I'm going to flip that behaviour back, and make pp_IntCh default to false - any objections? (I'll be slightly surprised if there are...)
Proposed new behaviour:
?{65,66,67} -- {65'A',66'B',67'C'} \ these were pp({65,66,67},{pp_IntCh,false}) -- {65,66,67} / flipped pp({65,66,67}) -- {65,66,67} pp({65,66,67},{pp_IntCh,-1}) -- {'A','B','C'} pp({65,66,67},{pp_IntCh,true}) -- {65'A',66'B',67'C'} -- previous default
Obviuously actual strings were and still are shown as actual strings:
?"Hello" -- "Hello" pp("Hello") -- `Hello`
(pp() now prefers backticks over doublequotes to minimise excessive escaping)
2. Re: ?"Hello"&-1
- Posted by _tom (admin) Apr 05, 2021
- 686 views
In a tutorial, extraneous arguments is a pain--? is great for that reason.

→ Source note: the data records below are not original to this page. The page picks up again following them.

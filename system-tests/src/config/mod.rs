// system-tests/src/config/mod.rs
// ============================================================================
// Module: System Test Configuration
// Description: Centralized configuration for iiko system tests.
// Purpose: Provide typed access to test environment settings and defaults.
// Dependencies: iiko-client
// ============================================================================

//! ## Overview
//! System-test configuration is read from environment variables and mapped into
//! a small typed structure for reuse across test cases.

// ============================================================================
// SECTION: Modules
// ============================================================================

mod env;

// ============================================================================
// SECTION: Tests
// ============================================================================


// ============================================================================
// SECTION: Re-exports
// ============================================================================

pub use env::DEFAULT_DEPARTMENT_ID;
pub use env::DEFAULT_TEARDOWN_GRACE;
pub use env::HarnessConfig;
pub use env::HarnessEnv;
pub use env::read_env_strict;
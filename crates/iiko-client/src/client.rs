// crates/iiko-client/src/client.rs
// ============================================================================
// Module: iiko Client
// Description: Owner of the transport and entry point to every endpoint group.
// Purpose: Bind one transport, one session and the domain APIs together.
// Dependencies: crate::transport, crate::api, tracing
// ============================================================================

//! ## Overview
//! [`IikoClient`] is built from a [`ClientConfig`], logs in once, hands out
//! borrowed endpoint groups and is consumed by [`IikoClient::close`]. Every
//! group shares the same transport, so they all see the same session.
//!
//! ```no_run
//! # async fn demo() -> Result<(), iiko_client::ClientError> {
//! use iiko_client::{ClientConfig, IikoClient};
//!
//! let config = ClientConfig::new("https://host/resto/api", "admin", "secret");
//! let client = IikoClient::connect(&config).await?;
//! let accounts = client.accounts().list(false, -1).await?;
//! client.session().logout().await?;
//! client.close();
//! # let _ = accounts;
//! # Ok(())
//! # }
//! ```

// ============================================================================
// SECTION: Imports
// ============================================================================

use tracing::debug;

use crate::api::AccountsApi;
use crate::api::CashShiftsApi;
use crate::api::FastMenuApi;
use crate::api::MenuChangeApi;
use crate::api::NomenclatureApi;
use crate::api::PriceCategoriesApi;
use crate::api::PricePeriodsApi;
use crate::api::ReplicationsApi;
use crate::config::ClientConfig;
use crate::error::ClientError;
use crate::session::SessionApi;
use crate::session::SessionState;
use crate::transport::HttpTransport;

// ============================================================================
// SECTION: Client
// ============================================================================

/// iiko back-office client.
#[derive(Debug)]
pub struct IikoClient {
    /// Shared transport and session slot.
    transport: HttpTransport,
}

impl IikoClient {
    /// Builds an unauthenticated client.
    ///
    /// # Errors
    ///
    /// Returns [`ClientError`] when the configuration is invalid.
    pub fn new(config: &ClientConfig) -> Result<Self, ClientError> {
        Ok(Self {
            transport: HttpTransport::new(config)?,
        })
    }

    /// Builds a client and logs in with the configured credentials.
    ///
    /// # Errors
    ///
    /// Returns [`ClientError`] when the configuration is invalid or the
    /// server rejects the login.
    pub async fn connect(config: &ClientConfig) -> Result<Self, ClientError> {
        let client = Self::new(config)?;
        client.session().login(&config.login, &config.password_digest()).await?;
        Ok(client)
    }

    /// Returns the underlying transport.
    #[must_use]
    pub const fn transport(&self) -> &HttpTransport {
        &self.transport
    }

    /// Returns the current session state.
    #[must_use]
    pub fn session_state(&self) -> SessionState {
        self.transport.session_state()
    }

    /// Login and logout.
    #[must_use]
    pub const fn session(&self) -> SessionApi<'_> {
        SessionApi::new(&self.transport)
    }

    /// Chart of accounts.
    #[must_use]
    pub const fn accounts(&self) -> AccountsApi<'_> {
        AccountsApi::new(&self.transport)
    }

    /// Cash shifts, acceptance documents and payouts.
    #[must_use]
    pub const fn cash_shifts(&self) -> CashShiftsApi<'_> {
        CashShiftsApi::new(&self.transport)
    }

    /// Quick menus.
    #[must_use]
    pub const fn fast_menu(&self) -> FastMenuApi<'_> {
        FastMenuApi::new(&self.transport)
    }

    /// Menu change documents and prices.
    #[must_use]
    pub const fn menu_change(&self) -> MenuChangeApi<'_> {
        MenuChangeApi::new(&self.transport)
    }

    /// Product lookups.
    #[must_use]
    pub const fn nomenclature(&self) -> NomenclatureApi<'_> {
        NomenclatureApi::new(&self.transport)
    }

    /// Client price categories.
    #[must_use]
    pub const fn price_categories(&self) -> PriceCategoriesApi<'_> {
        PriceCategoriesApi::new(&self.transport)
    }

    /// Period schedules.
    #[must_use]
    pub const fn price_periods(&self) -> PricePeriodsApi<'_> {
        PricePeriodsApi::new(&self.transport)
    }

    /// Server mode and replication state.
    #[must_use]
    pub const fn replications(&self) -> ReplicationsApi<'_> {
        ReplicationsApi::new(&self.transport)
    }

    /// Releases the transport and its connections. Never fails.
    pub fn close(self) {
        debug!(
            base_url = self.transport.base_url().as_str(),
            session = self.transport.session_state().as_str(),
            "iiko client closed"
        );
        drop(self.transport);
    }
}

In OE|Phix you have to show the dual nature of integers|characters--pp( is great for that reason.
The leading argument in puts( and print( is a ''slight nuisance''.
In a tutorial, this kind of output has to be emphasized:
? {65,66,67} pp( {65,66,67} ) puts(1, {65,66,67} )
{65,66,67} {65'A',66'B',67'C'} ABC
In a conventional language, print seems to do it all. This gives the illusion that a conventional language is ''easy''.
Tutorial inspired ideas:
- flip arguments
- print( "hello", 1)
- print( "hello", fn )
- pp( needs positional arguments
- pp( "hello", IntCh:=True )
- ''ln'' suffix as in pasacal
- puts(
- putsln(
- write( writeln( as a tutorial friendly cross between ? and pp(
- output in OE|Phix has some dark corners that needs exploring
You can always create a butterfly effect for any change in a language.